DTM

Gerhard Berger: «Auer Titelkandidat? Vielleicht 2017»

Von - 07.12.2016 16:49

Dass Gerhard Berger mit Lucas Auer nicht immer zimperlich umging, wenn es um die Motorsport-Karriere ging, daraus hatte Bergers Neffe nie ein Geheimnis gemacht.

Als Auer im Juni auf dem Lausitzring sein erstes Rennen in der DTM gewann, verriet er, dass er nun endlich wieder seinen Onkel anrufen dürfe. Berger hatte Auer gesagt, er brauche sich erst wieder melden, wenn er ein Rennen in der Tourenwagenserie gewinne.

Gesagt, getan. Inzwischen dürften also beide wieder regelmäßig miteinander telefonieren. Auch dass Berger seinem Neffen stets mit Rat und Tat zur Seite steht, ist bekannt. Nach dem Saisonfinale in Hockenheim gab es kurzzeitig Gerüchte, Berger versuche, Auer in der Formel 1 unterzubringen.

Dass die Formel 1 immer noch Auers Ziel ist – auch daraus hat der Österreicher nie ein Geheimnis gemacht. Viel wichtiger ist ihm aber ein Stempel in der DTM, nachdem er in seiner zweiten Saison 2016 den berühmten nächsten Schritt gemacht hat.

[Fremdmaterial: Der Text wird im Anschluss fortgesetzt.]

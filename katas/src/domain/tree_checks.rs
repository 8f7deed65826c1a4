//! Shape and ordering checks, ancestor queries and BST-sequence counting for
//! [`BinaryTree`].
//!
//! Everything here walks the tree iteratively, so degenerate (list-shaped)
//! trees do not exhaust the call stack.

use std::collections::{HashMap, VecDeque};

use generational_arena::Index;
use tracing::{debug, instrument};

use crate::domain::binary_tree::BinaryTree;
use crate::domain::error::{DomainError, DomainResult};

impl<T> BinaryTree<T> {
    /// Every node's two subtree heights differ by at most one.
    #[instrument(level = "debug", skip(self))]
    pub fn is_balanced(&self) -> bool {
        let mut heights: HashMap<Index, usize> = HashMap::with_capacity(self.len());
        for (idx, node) in self.iter_postorder() {
            let left = node.left.and_then(|c| heights.get(&c).copied()).unwrap_or(0);
            let right = node.right.and_then(|c| heights.get(&c).copied()).unwrap_or(0);
            if left.abs_diff(right) > 1 {
                debug!(?idx, left, right, "unbalanced node");
                return false;
            }
            heights.insert(idx, 1 + left.max(right));
        }
        true
    }

    /// Every level is full except possibly the last, which fills left to right.
    #[instrument(level = "debug", skip(self))]
    pub fn is_complete(&self) -> bool {
        let mut queue: VecDeque<Index> = self.root().into_iter().collect();
        let mut gap = false;
        while let Some(idx) = queue.pop_front() {
            let Some(node) = self.node(idx) else {
                return false;
            };
            for child in [node.left, node.right] {
                match child {
                    Some(c) if gap => {
                        debug!(?c, "node after a missing slot");
                        return false;
                    }
                    Some(c) => queue.push_back(c),
                    None => gap = true,
                }
            }
        }
        true
    }

    /// Every node has zero or two children.
    #[instrument(level = "debug", skip(self))]
    pub fn is_full(&self) -> bool {
        self.iter_preorder()
            .all(|(_, node)| node.left.is_some() == node.right.is_some())
    }

    /// Full, with every leaf on the same level.
    #[instrument(level = "debug", skip(self))]
    pub fn is_perfect(&self) -> bool {
        let height = self.height();
        if height >= usize::BITS as usize {
            return false;
        }
        self.len() == (1usize << height) - 1
    }

    /// Lowest node that has both `a` and `b` as descendants.
    ///
    /// A node counts as its own descendant. Uses parent links, so the tree
    /// does not have to be ordered.
    #[instrument(level = "debug", skip(self))]
    pub fn lowest_common_ancestor(&self, a: Index, b: Index) -> DomainResult<Index> {
        let (mut a, mut b) = (a, b);
        let (mut depth_a, mut depth_b) = (self.depth(a)?, self.depth(b)?);

        while depth_a > depth_b {
            a = self.parent_of(a)?;
            depth_a -= 1;
        }
        while depth_b > depth_a {
            b = self.parent_of(b)?;
            depth_b -= 1;
        }
        while a != b {
            a = self.parent_of(a)?;
            b = self.parent_of(b)?;
        }
        Ok(a)
    }

    fn parent_of(&self, idx: Index) -> DomainResult<Index> {
        self.require(idx)?
            .parent
            .ok_or_else(|| DomainError::UnknownNode(format!("{idx:?} has no parent")))
    }

    /// Next node in in-order sequence, found through parent links.
    pub fn successor(&self, idx: Index) -> DomainResult<Option<Index>> {
        let node = self.require(idx)?;

        if let Some(mut current) = node.right {
            while let Some(left) = self.require(current)?.left {
                current = left;
            }
            return Ok(Some(current));
        }

        let mut child = idx;
        let mut parent = node.parent;
        while let Some(p) = parent {
            let parent_node = self.require(p)?;
            if parent_node.left == Some(child) {
                return Ok(Some(p));
            }
            child = p;
            parent = parent_node.parent;
        }
        Ok(None)
    }

    /// All nodes `k` edges below the root, left to right.
    pub fn nodes_at_depth(&self, k: usize) -> Vec<Index> {
        self.iter_depths()
            .take_while(|&(_, depth)| depth <= k)
            .filter(|&(_, depth)| depth == k)
            .map(|(idx, _)| idx)
            .collect()
    }

    /// Values grouped by level, root level first.
    pub fn list_of_depths(&self) -> Vec<Vec<&T>> {
        let mut levels: Vec<Vec<&T>> = Vec::new();
        for (idx, depth) in self.iter_depths() {
            if levels.len() <= depth {
                levels.push(Vec::new());
            }
            if let Some(value) = self.value(idx) {
                levels[depth].push(value);
            }
        }
        levels
    }

    /// Number of insertion orders that rebuild exactly this BST.
    ///
    /// A node must precede everything in its subtrees, while the two subtree
    /// sequences may interleave freely: `C(l + r, l) * count(left) * count(right)`.
    #[instrument(level = "debug", skip(self))]
    pub fn count_bst_sequences(&self) -> DomainResult<u128> {
        // (size, count) per finished subtree
        let mut done: HashMap<Index, (u128, u128)> = HashMap::with_capacity(self.len());
        for (idx, node) in self.iter_postorder() {
            let (l_size, l_count) = node.left.and_then(|c| done.remove(&c)).unwrap_or((0, 1));
            let (r_size, r_count) = node.right.and_then(|c| done.remove(&c)).unwrap_or((0, 1));
            let count = binomial(l_size + r_size, l_size)?
                .checked_mul(l_count)
                .and_then(|n| n.checked_mul(r_count))
                .ok_or(DomainError::Overflow("counting BST sequences"))?;
            done.insert(idx, (l_size + r_size + 1, count));
        }
        Ok(self
            .root()
            .and_then(|r| done.get(&r).map(|&(_, count)| count))
            .unwrap_or(1))
    }
}

impl<T: Clone> BinaryTree<T> {
    /// Insertion orders that rebuild this BST, at most `limit` of them.
    ///
    /// Every returned sequence is complete; the limit only cuts how many are
    /// produced. An empty tree yields one empty sequence.
    #[instrument(level = "debug", skip(self))]
    pub fn bst_sequences(&self, limit: usize) -> Vec<Vec<T>> {
        if limit == 0 {
            return Vec::new();
        }
        let mut done: HashMap<Index, Vec<Vec<T>>> = HashMap::with_capacity(self.len());
        for (idx, node) in self.iter_postorder() {
            let left = node
                .left
                .and_then(|c| done.remove(&c))
                .unwrap_or_else(|| vec![Vec::new()]);
            let right = node
                .right
                .and_then(|c| done.remove(&c))
                .unwrap_or_else(|| vec![Vec::new()]);

            let mut woven = Vec::new();
            'outer: for l in &left {
                for r in &right {
                    let mut prefix = vec![node.value.clone()];
                    weave(l, r, &mut prefix, &mut woven, limit);
                    if woven.len() >= limit {
                        break 'outer;
                    }
                }
            }
            done.insert(idx, woven);
        }
        self.root()
            .and_then(|r| done.remove(&r))
            .unwrap_or_else(|| vec![Vec::new()])
    }
}

/// Interleaves `first` and `second` keeping each one's internal order.
fn weave<T: Clone>(
    first: &[T],
    second: &[T],
    prefix: &mut Vec<T>,
    out: &mut Vec<Vec<T>>,
    limit: usize,
) {
    if out.len() >= limit {
        return;
    }
    if first.is_empty() || second.is_empty() {
        let mut sequence = prefix.clone();
        sequence.extend_from_slice(first);
        sequence.extend_from_slice(second);
        out.push(sequence);
        return;
    }

    prefix.push(first[0].clone());
    weave(&first[1..], second, prefix, out, limit);
    prefix.pop();

    prefix.push(second[0].clone());
    weave(first, &second[1..], prefix, out, limit);
    prefix.pop();
}

/// `C(n, k)`, failing only when the coefficient itself exceeds `u128`.
fn binomial(n: u128, k: u128) -> DomainResult<u128> {
    let k = k.min(n - k);
    let mut result: u128 = 1;
    for i in 1..=k {
        // i divides result * (n - k + i); cancel the common factor first so
        // the product never exceeds the next coefficient
        let g = gcd(result, i);
        result = (result / g)
            .checked_mul((n - k + i) / (i / g))
            .ok_or(DomainError::Overflow("computing a binomial coefficient"))?;
    }
    Ok(result)
}

fn gcd(mut a: u128, mut b: u128) -> u128 {
    while b != 0 {
        (a, b) = (b, a % b);
    }
    a
}

impl<T: Ord> BinaryTree<T> {
    /// Left descendants are `<=` their ancestor, right descendants `>`.
    #[instrument(level = "debug", skip(self))]
    pub fn is_valid_bst(&self) -> bool {
        // (node, exclusive lower bound, inclusive upper bound)
        let mut stack: Vec<(Index, Option<&T>, Option<&T>)> =
            self.root().map(|r| (r, None, None)).into_iter().collect();

        while let Some((idx, lower, upper)) = stack.pop() {
            let Some(node) = self.node(idx) else {
                return false;
            };
            let value = &node.value;
            if lower.is_some_and(|lo| value <= lo) || upper.is_some_and(|hi| value > hi) {
                debug!(?idx, "ordering violated");
                return false;
            }
            if let Some(left) = node.left {
                stack.push((left, lower, Some(value)));
            }
            if let Some(right) = node.right {
                stack.push((right, Some(value), upper));
            }
        }
        true
    }
}
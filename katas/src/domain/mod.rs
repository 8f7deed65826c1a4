//! Domain layer: the exercises themselves
//!
//! This layer is independent of external concerns (no I/O, no CLI, no config loading).

pub mod binary_tree;
pub mod build_order;
pub mod error;
pub mod graph;
pub mod pyramid;
pub mod render;
pub mod strings;
pub mod tree_checks;

pub use binary_tree::{BinaryNode, BinaryTree, TraversalOrder};
pub use build_order::build_order;
pub use error::{DomainError, DomainResult};
pub use graph::{Graph, GraphNode};
pub use pyramid::{pyramid, Pyramid};
pub use render::TreeConvert;
//! Arrays and strings exercises.
//!
//! Character-level checks work on `char`s; the in-place URL encoder works on
//! raw bytes because it has to reuse the slack at the end of its buffer.

use std::collections::{HashMap, HashSet};

use tracing::{instrument, trace};

use crate::domain::error::{DomainError, DomainResult};

/// Replacement for a single space when URL-encoding.
pub const SPACE_CODE: &str = "%20";

/// Returns true if no character occurs twice. Uses a hash set.
#[instrument(level = "debug")]
pub fn is_unique(s: &str) -> bool {
    let mut seen = HashSet::with_capacity(s.len());
    s.chars().all(|c| seen.insert(c))
}

/// Same answer as [`is_unique`] without allocating.
///
/// ASCII input is checked against a 128-bit set. Anything else falls back to
/// comparing every pair, O(n^2) but still allocation free.
#[instrument(level = "debug")]
pub fn is_unique_without_storage(s: &str) -> bool {
    if s.is_ascii() {
        let mut seen: u128 = 0;
        for b in s.bytes() {
            let bit = 1u128 << b;
            if seen & bit != 0 {
                return false;
            }
            seen |= bit;
        }
        return true;
    }

    for (i, a) in s.char_indices() {
        let rest = &s[i + a.len_utf8()..];
        if rest.chars().any(|b| b == a) {
            return false;
        }
    }
    true
}

/// Two strings are permutations of each other when their character frequency
/// tables are identical.
#[instrument(level = "debug")]
pub fn check_permutation(a: &str, b: &str) -> bool {
    if a.len() != b.len() {
        return false;
    }

    let mut counts: HashMap<char, isize> = HashMap::new();
    for c in a.chars() {
        *counts.entry(c).or_insert(0) += 1;
    }
    for c in b.chars() {
        let entry = counts.entry(c).or_insert(0);
        *entry -= 1;
        if *entry < 0 {
            return false;
        }
    }
    counts.values().all(|&n| n == 0)
}

/// Replaces every space with `%20`.
#[instrument(level = "debug")]
pub fn urlify(s: &str) -> String {
    let spaces = s.bytes().filter(|&b| b == b' ').count();
    let mut out = String::with_capacity(s.len() + spaces * (SPACE_CODE.len() - 1));
    for c in s.chars() {
        if c == ' ' {
            out.push_str(SPACE_CODE);
        } else {
            out.push(c);
        }
    }
    out
}

/// In-place URL encoding of the first `true_len` bytes of `buf`.
///
/// The buffer must carry enough slack after `true_len` to hold the expanded
/// text. The result is written from the back so nothing is overwritten before
/// it has been moved. Returns the encoded length.
#[instrument(level = "debug", skip(buf))]
pub fn urlify_in_place(buf: &mut [u8], true_len: usize) -> DomainResult<usize> {
    if true_len > buf.len() {
        return Err(DomainError::InvalidLength {
            true_len,
            buffer_len: buf.len(),
        });
    }

    let spaces = buf[..true_len].iter().filter(|&&b| b == b' ').count();
    let needed = true_len + spaces * (SPACE_CODE.len() - 1);
    if needed > buf.len() {
        return Err(DomainError::BufferTooSmall {
            needed,
            available: buf.len(),
        });
    }

    let code = SPACE_CODE.as_bytes();
    let mut write = needed;
    for read in (0..true_len).rev() {
        if buf[read] == b' ' {
            write -= code.len();
            buf[write..write + code.len()].copy_from_slice(code);
        } else {
            write -= 1;
            buf[write] = buf[read];
        }
    }
    trace!(true_len, needed, "urlified in place");
    Ok(needed)
}

/// Returns true if some permutation of `s` reads the same both ways.
///
/// Whitespace is ignored and letters compare case-insensitively. Fewer than
/// two significant characters never counts as a palindrome.
#[instrument(level = "debug")]
pub fn is_permutation_of_palindrome(s: &str) -> bool {
    let mut counts: HashMap<char, usize> = HashMap::new();
    let mut total = 0usize;
    for c in s.chars().filter(|c| !c.is_whitespace()) {
        for lower in c.to_lowercase() {
            *counts.entry(lower).or_insert(0) += 1;
            total += 1;
        }
    }

    if total < 2 {
        return false;
    }

    counts.values().filter(|&&n| n % 2 == 1).count() <= 1
}

#[cfg(test)]
mod tests {
    use super::*;
    use rstest::rstest;

    #[rstest]
    #[case("", true)]
    #[case("abcdefg", true)]
    #[case("abcdafg", false)]
    #[case("aaaaaaa", false)]
    #[case("héllo", false)]
    #[case("hélo", true)]
    fn given_string_when_checking_uniqueness_then_both_variants_agree(
        #[case] input: &str,
        #[case] expected: bool,
    ) {
        assert_eq!(is_unique(input), expected);
        assert_eq!(is_unique_without_storage(input), expected);
    }

    #[test]
    fn given_accents_sharing_lead_byte_when_checking_without_storage_then_unique() {
        // 'é' and 'è' both start with 0xC3 in UTF-8
        assert!(is_unique_without_storage("éè"));
    }

    #[test]
    fn given_buffer_with_slack_when_urlify_in_place_then_encodes_from_back() {
        let mut buf = b"Mr John Smith    ".to_vec();
        let len = urlify_in_place(&mut buf, 13).unwrap();
        assert_eq!(&buf[..len], b"Mr%20John%20Smith");
    }

    #[test]
    fn given_no_slack_when_urlify_in_place_then_buffer_too_small() {
        let mut buf = b"a b".to_vec();
        let err = urlify_in_place(&mut buf, 3).unwrap_err();
        assert_eq!(
            err,
            DomainError::BufferTooSmall {
                needed: 5,
                available: 3
            }
        );
    }
}
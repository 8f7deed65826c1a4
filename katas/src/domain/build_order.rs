//! Build order (topological sort) for a list of projects and their dependencies.

use std::collections::{HashMap, VecDeque};

use generational_arena::Index;
use tracing::{debug, instrument};

use crate::domain::error::{DomainError, DomainResult};
use crate::domain::graph::Graph;

/// Finds an order in which every project is built after its dependencies.
///
/// A pair `(a, b)` means `b` depends on `a`. Projects that are ready at the
/// same time are released in the order they were listed, so the result is
/// deterministic.
#[instrument(level = "debug")]
pub fn build_order<S: AsRef<str> + std::fmt::Debug>(
    projects: &[S],
    dependencies: &[(S, S)],
) -> DomainResult<Vec<String>> {
    let mut graph = Graph::new();
    for project in projects {
        graph.add_node(project.as_ref());
    }
    for (before, after) in dependencies {
        let from = graph.require_name(before.as_ref())?;
        let to = graph.require_name(after.as_ref())?;
        graph.add_edge(from, to)?;
    }

    let mut pending: HashMap<Index, usize> = graph.nodes().map(|(idx, _)| (idx, 0)).collect();
    for (_, node) in graph.nodes() {
        for child in &node.children {
            if let Some(count) = pending.get_mut(child) {
                *count += 1;
            }
        }
    }

    let mut ready: VecDeque<Index> = graph
        .nodes()
        .filter(|(idx, _)| pending.get(idx) == Some(&0))
        .map(|(idx, _)| idx)
        .collect();

    let mut order = Vec::with_capacity(graph.len());
    while let Some(current) = ready.pop_front() {
        let Some(node) = graph.node(current) else {
            continue;
        };
        order.push(node.name.clone());
        for child in &node.children {
            if let Some(count) = pending.get_mut(child) {
                *count -= 1;
                if *count == 0 {
                    ready.push_back(*child);
                }
            }
        }
    }

    if order.len() != graph.len() {
        let stuck: Vec<String> = graph
            .nodes()
            .filter(|(idx, _)| pending.get(idx).is_some_and(|&n| n > 0))
            .map(|(_, n)| n.name.clone())
            .collect();
        debug!(?stuck, "dependency cycle");
        return Err(DomainError::CycleDetected(stuck));
    }

    Ok(order)
}
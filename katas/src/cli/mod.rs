//! CLI layer: argument parsing and command dispatch

pub mod args;
pub mod commands;
pub mod error;
pub mod output;

pub use args::{Cli, Commands};
pub use error::{CliError, CliResult};
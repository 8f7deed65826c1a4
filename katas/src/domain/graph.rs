//! Directed graph over a generational arena.
//!
//! Nodes never own each other, so cycles need no special handling when the
//! graph is dropped. Children keep the order their edges were added in.

use std::collections::{HashMap, HashSet, VecDeque};
use std::fmt;

use generational_arena::{Arena, Index};
use tracing::{debug, instrument, trace};

use crate::domain::error::{DomainError, DomainResult};

/// Graph vertex.
#[derive(Debug, Clone)]
pub struct GraphNode {
    /// Unique name within the graph
    pub name: String,
    /// Targets of outgoing edges
    pub children: Vec<Index>,
}

impl fmt::Display for GraphNode {
    fn fmt(&self, f: &mut fmt::Formatter<'_>) -> fmt::Result {
        write!(f, "{}", self.name)
    }
}

#[derive(Debug, Default)]
pub struct Graph {
    arena: Arena<GraphNode>,
    by_name: HashMap<String, Index>,
    order: Vec<Index>,
}

impl Graph {
    pub fn new() -> Self {
        Self::default()
    }

    /// Adds a node, or returns the existing handle when the name is taken.
    #[instrument(level = "trace", skip(self))]
    pub fn add_node(&mut self, name: &str) -> Index {
        if let Some(&idx) = self.by_name.get(name) {
            return idx;
        }
        let idx = self.arena.insert(GraphNode {
            name: name.to_string(),
            children: Vec::new(),
        });
        self.by_name.insert(name.to_string(), idx);
        self.order.push(idx);
        idx
    }

    /// Adds a directed edge `from -> to`. Repeated edges are kept once.
    #[instrument(level = "trace", skip(self))]
    pub fn add_edge(&mut self, from: Index, to: Index) -> DomainResult<()> {
        self.require(to)?;
        let node = self
            .arena
            .get_mut(from)
            .ok_or_else(|| DomainError::UnknownNode(format!("{from:?}")))?;
        if !node.children.contains(&to) {
            node.children.push(to);
        }
        Ok(())
    }

    /// Builds a graph from a square adjacency matrix.
    ///
    /// A non-zero cell `matrix[i][j]` is an edge from node `i` to node `j`.
    /// The diagonal is ignored: a node cannot connect to itself.
    #[instrument(level = "debug", skip(matrix))]
    pub fn from_adjacency_matrix<S: AsRef<str> + fmt::Debug>(
        matrix: &[Vec<u8>],
        names: &[S],
    ) -> DomainResult<Self> {
        let size = matrix.len();
        if names.len() != size {
            return Err(DomainError::InvalidMatrix {
                reason: format!("{} names for a {size}x{size} matrix", names.len()),
            });
        }
        if let Some((row, cells)) = matrix.iter().enumerate().find(|(_, r)| r.len() != size) {
            return Err(DomainError::InvalidMatrix {
                reason: format!("row {row} has {} cells, expected {size}", cells.len()),
            });
        }

        let mut graph = Self::new();
        let indices: Vec<Index> = names.iter().map(|n| graph.add_node(n.as_ref())).collect();
        if graph.len() != size {
            return Err(DomainError::InvalidMatrix {
                reason: "node names must be unique".to_string(),
            });
        }

        for (i, row) in matrix.iter().enumerate() {
            for (j, &cell) in row.iter().enumerate() {
                if i != j && cell != 0 {
                    graph.add_edge(indices[i], indices[j])?;
                }
            }
        }
        debug!(nodes = graph.len(), "graph built from adjacency matrix");
        Ok(graph)
    }

    pub fn len(&self) -> usize {
        self.order.len()
    }

    pub fn is_empty(&self) -> bool {
        self.order.is_empty()
    }

    pub fn node(&self, idx: Index) -> Option<&GraphNode> {
        self.arena.get(idx)
    }

    pub fn find(&self, name: &str) -> Option<Index> {
        self.by_name.get(name).copied()
    }

    /// Looks a node up by name, failing with `UnknownNode`.
    pub fn require_name(&self, name: &str) -> DomainResult<Index> {
        self.find(name)
            .ok_or_else(|| DomainError::UnknownNode(name.to_string()))
    }

    /// Name of a node, for handles known to belong to this graph.
    pub fn name(&self, idx: Index) -> Option<&str> {
        self.node(idx).map(|n| n.name.as_str())
    }

    /// Nodes in insertion order.
    pub fn nodes(&self) -> impl Iterator<Item = (Index, &GraphNode)> + '_ {
        self.order
            .iter()
            .filter_map(move |&idx| self.arena.get(idx).map(|n| (idx, n)))
    }

    fn require(&self, idx: Index) -> DomainResult<&GraphNode> {
        self.arena
            .get(idx)
            .ok_or_else(|| DomainError::UnknownNode(format!("{idx:?}")))
    }

    /// Breadth-first walk from `start`, or from the first node when `None`.
    pub fn breadth_first(&self, start: Option<Index>) -> BreadthFirst<'_> {
        BreadthFirst::new(self, start.or_else(|| self.order.first().copied()))
    }

    /// Depth-first (pre-order) walk from `start`, or from the first node.
    pub fn depth_first(&self, start: Option<Index>) -> DepthFirst<'_> {
        DepthFirst::new(self, start.or_else(|| self.order.first().copied()))
    }

    /// Returns true if `target` is reachable from `start` (or the first node).
    #[instrument(level = "debug", skip(self))]
    pub fn breadth_first_search(&self, start: Option<Index>, target: Index) -> bool {
        self.breadth_first(start).any(|(idx, _)| idx == target)
    }

    /// Is there a directed route from `from` to `to`?
    #[instrument(level = "debug", skip(self))]
    pub fn route_between(&self, from: Index, to: Index) -> DomainResult<bool> {
        self.require(from)?;
        self.require(to)?;
        Ok(self.breadth_first_search(Some(from), to))
    }

    /// Fewest-edges route from `from` to `to`, both ends included.
    #[instrument(level = "debug", skip(self))]
    pub fn shortest_route(&self, from: Index, to: Index) -> DomainResult<Option<Vec<Index>>> {
        self.require(from)?;
        self.require(to)?;

        let mut came_from: HashMap<Index, Index> = HashMap::new();
        let mut visited = HashSet::from([from]);
        let mut queue = VecDeque::from([from]);

        while let Some(current) = queue.pop_front() {
            if current == to {
                let mut path = vec![to];
                let mut step = to;
                while let Some(&prev) = came_from.get(&step) {
                    path.push(prev);
                    step = prev;
                }
                path.reverse();
                return Ok(Some(path));
            }
            for &child in &self.require(current)?.children {
                if visited.insert(child) {
                    came_from.insert(child, current);
                    queue.push_back(child);
                }
            }
        }
        Ok(None)
    }
}

pub struct BreadthFirst<'a> {
    graph: &'a Graph,
    queue: VecDeque<Index>,
    visited: HashSet<Index>,
}

impl<'a> BreadthFirst<'a> {
    fn new(graph: &'a Graph, start: Option<Index>) -> Self {
        let mut queue = VecDeque::with_capacity(graph.len());
        let mut visited = HashSet::with_capacity(graph.len());
        if let Some(start) = start.filter(|&s| graph.node(s).is_some()) {
            queue.push_back(start);
            visited.insert(start);
        }
        Self {
            graph,
            queue,
            visited,
        }
    }
}

impl<'a> Iterator for BreadthFirst<'a> {
    type Item = (Index, &'a GraphNode);

    fn next(&mut self) -> Option<Self::Item> {
        let current = self.queue.pop_front()?;
        let node = self.graph.node(current)?;
        for &child in &node.children {
            if self.visited.insert(child) {
                self.queue.push_back(child);
            }
        }
        trace!(node = %node.name, "bfs visit");
        Some((current, node))
    }
}

pub struct DepthFirst<'a> {
    graph: &'a Graph,
    stack: Vec<Index>,
    visited: HashSet<Index>,
}

impl<'a> DepthFirst<'a> {
    fn new(graph: &'a Graph, start: Option<Index>) -> Self {
        let stack = start
            .filter(|&s| graph.node(s).is_some())
            .into_iter()
            .collect();
        Self {
            graph,
            stack,
            visited: HashSet::with_capacity(graph.len()),
        }
    }
}

impl<'a> Iterator for DepthFirst<'a> {
    type Item = (Index, &'a GraphNode);

    fn next(&mut self) -> Option<Self::Item> {
        while let Some(current) = self.stack.pop() {
            if !self.visited.insert(current) {
                continue;
            }
            let node = self.graph.node(current)?;
            // Push children in reverse order for left-to-right traversal
            for &child in node.children.iter().rev() {
                if !self.visited.contains(&child) {
                    self.stack.push(child);
                }
            }
            trace!(node = %node.name, "dfs visit");
            return Some((current, node));
        }
        None
    }
}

Deshalb sagte er auch vor einigen Wochen SPEEDWEEK.com auf die Frage, ob er lieber ein weiteres Jahr in der DTM fahren wolle oder lieber ein Cockpit in der Königsklasse bei einem Hinterbänkler-Team hätte: «Ich würde lieber erst den DTM-Titel holen oder zumindest bis zum letzten Rennen um die Meisterschaft fahren. Ich möchte nichts anfangen, was ich nicht auch abschließe», sagte Auer.

Auer sieht das als durchaus realistisch an: «Man hat bei einigen Fahrern gesehen, dass es im dritten Jahr passt. Du kennst das Auto, jede Strecke und weißt, wie es laufen muss. Und dann muss natürlich alles konstant zusammenpassen.»

Von seinem Onkel gibt es keine Vorgabe. «Die muss er sich selbst setzen», sagte Berger SPEEDWEEK.com. «Aber er hat sich jedes Jahr gesteigert, jetzt muss er den nächsten Schritt machen, auch wenn man manchmal lieber gleich zwei Schritte auf einmal sehen möchte. Er sollte konstant an der Spitze fahren und Formschwankungen vermeiden. Dann wird er auch ein Kandidat für die Meisterschaft sein. Vielleicht 2017, vielleicht erst 2018.»